Top Stories

May 15, 2020


Climate Change

World heading for ‘climate lockdown’ unless firms get prepared, top investment body warns

The world is heading for a “climate lockdown” unless businesses, investors, and governments rapidly act to address the mega-risks from the inevitable escalation of climate policies in the coming years, warn leading global investor and climate groups Principles for Responsible Investment (PRI) and Climate Works Foundation. In a joint article for BusinessGreen, Fiona Reynolds, CEO of $86tr UN-backed investor group PRI, and the Climate Works Foundation director Ilmi Granoff argue that while business leaders are inevitably focused on tackling the global pandemic further climate-driven disruption is inevitable in the future.
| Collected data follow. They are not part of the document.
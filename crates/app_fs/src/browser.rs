//! Physical file system browsing (depth-1 paths)

use crate::{FsError, Result};
use chrono::{DateTime, Utc};
use std::fs;
use std::path::{Path, PathBuf};

/// Metadata of one physical directory child
#[derive(Debug, Clone)]
pub(crate) struct PhysicalEntry {
    pub path: PathBuf,
    pub is_dir: bool,
    pub size: u64,
    pub modified: Option<DateTime<Utc>>,
}

impl PhysicalEntry {
    pub fn from_path(path: PathBuf) -> Result<Self> {
        let metadata = fs::metadata(&path).map_err(|e| FsError::from_io(e, &path))?;
        Ok(Self {
            is_dir: metadata.is_dir(),
            size: if metadata.is_dir() { 0 } else { metadata.len() },
            modified: metadata.modified().ok().map(DateTime::<Utc>::from),
            path,
        })
    }
}

/// Children of a physical directory, unsorted
pub(crate) fn read_children(path: &Path) -> Result<Vec<PhysicalEntry>> {
    if !path.is_dir() {
        return Err(if path.exists() {
            FsError::InvalidPath(format!("Not a directory: {}", path.display()))
        } else {
            FsError::NotFound(path.display().to_string())
        });
    }

    let mut entries = Vec::new();
    for entry in fs::read_dir(path)? {
        let entry = entry?;
        match PhysicalEntry::from_path(entry.path()) {
            Ok(e) => entries.push(e),
            // dangling links and entries removed mid-listing
            Err(e) => tracing::debug!("Skipping {}: {}", entry.path().display(), e),
        }
    }

    Ok(entries)
}

/// Check if path is a root/drive
pub fn is_root<P: AsRef<Path>>(path: P) -> bool {
    let path = path.as_ref();

    #[cfg(windows)]
    {
        let s = path.to_string_lossy();
        s.len() <= 3 && (s.ends_with('\\') || s.ends_with('/'))
    }

    #[cfg(not(windows))]
    {
        path.parent().is_none()
    }
}

/// List available drives (Windows) or the single root
#[cfg(windows)]
pub fn list_drives() -> Vec<PathBuf> {
    (b'A'..=b'Z')
        .map(|letter| PathBuf::from(format!("{}:\\", letter as char)))
        .filter(|drive| drive.exists())
        .collect()
}

#[cfg(not(windows))]
pub fn list_drives() -> Vec<PathBuf> {
    vec![PathBuf::from("/")]
}

#[cfg(test)]
mod tests {
    use super::*;
    use tempfile::TempDir;

    #[test]
    fn test_read_children() {
        let dir = TempDir::new().unwrap();
        fs::create_dir(dir.path().join("sub")).unwrap();
        fs::write(dir.path().join("file.txt"), b"12345").unwrap();

        let mut children = read_children(dir.path()).unwrap();
        children.sort_by(|a, b| a.path.cmp(&b.path));
        assert_eq!(children.len(), 2);
        assert!(!children[0].is_dir);
        assert_eq!(children[0].size, 5);
        assert!(children[1].is_dir);
    }

    #[test]
    fn test_read_children_errors() {
        let dir = TempDir::new().unwrap();
        let file = dir.path().join("file.txt");
        fs::write(&file, b"x").unwrap();

        assert!(matches!(read_children(&file), Err(FsError::InvalidPath(_))));
        assert!(matches!(
            read_children(&dir.path().join("absent")),
            Err(FsError::NotFound(_))
        ));
    }

    #[test]
    fn test_roots() {
        let drives = list_drives();
        assert!(!drives.is_empty());
        assert!(drives.iter().all(|d| is_root(d)));
    }
}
They argue that a forceful, disruptive, and disorderly policy response to climate change is far more probable than businesses and investors are expecting, and firms must therefore act rapidly to create actionable strategies to prepare for these “mega-risks”. The pair also stated that lessons must be learned from the collective failure to adequately prepare for the coronavirus crisis despite repeated warnings, in order to prepare for the looming climate crisis and impending shift away from carbon-intensive activities. (Business Green)

Energy/Climate Change

BP calls on governments to ‘press ahead’ with climate push

Oil and gas giant BP has called on governments to “press ahead” with commitments to tackle climate change even if they find their budgets under strain in the aftermath of the coronavirus pandemic. Brian Gilvary, BP’s chief financial officer, said it was critical countries act with “the speed we need” to avert a catastrophic rise in global temperatures but that he feared they would be too focused on tackling the financial fallout from the crisis. “I fear that as countries rebuild their balance sheet we won’t press ahead with the pace that we have to if we’re going to hit the 2-degree scenario,” Mr Gilvary said. BP has cut spending and costs, issued debt and delayed projects but Mr Gilvary reiterated a pledge made by the company’s new chief executive, Bernard Looney, that the company is “absolutely committed to net zero and we will get to net zero by 2050”. (Financial Times)*

Human Rights

UN labour agency warns Indian states on scrapping of workers’ rights

The UN’s International Labour Organisation (ILO) urged Indian states thinking of relaxing workers’ rights to help industry survive the coronavirus to consult workers first as a union linked to India’s ruling party said it would protest the planned moves. Six states, including most populous Uttar Pradesh and the commercial hub of Gujarat, have said they plan to suspend some laws on wages and working hours to help industry recover from a seven-week lockdown. “Certain states in India are moving towards relaxing labour laws with a view to revitalize the economy from the impact of COVID-19,” the UN’s International Labour Organisation said in an emailed statement on Thursday. “Such amendments should emanate from tripartite consultation involving the government, the workers’ and the employers’ organisations and be compliant with the international labour standards.” In April, the government in Gujarat allowed factories to increase workers’ shifts from eight to 12 hours. (Reuters)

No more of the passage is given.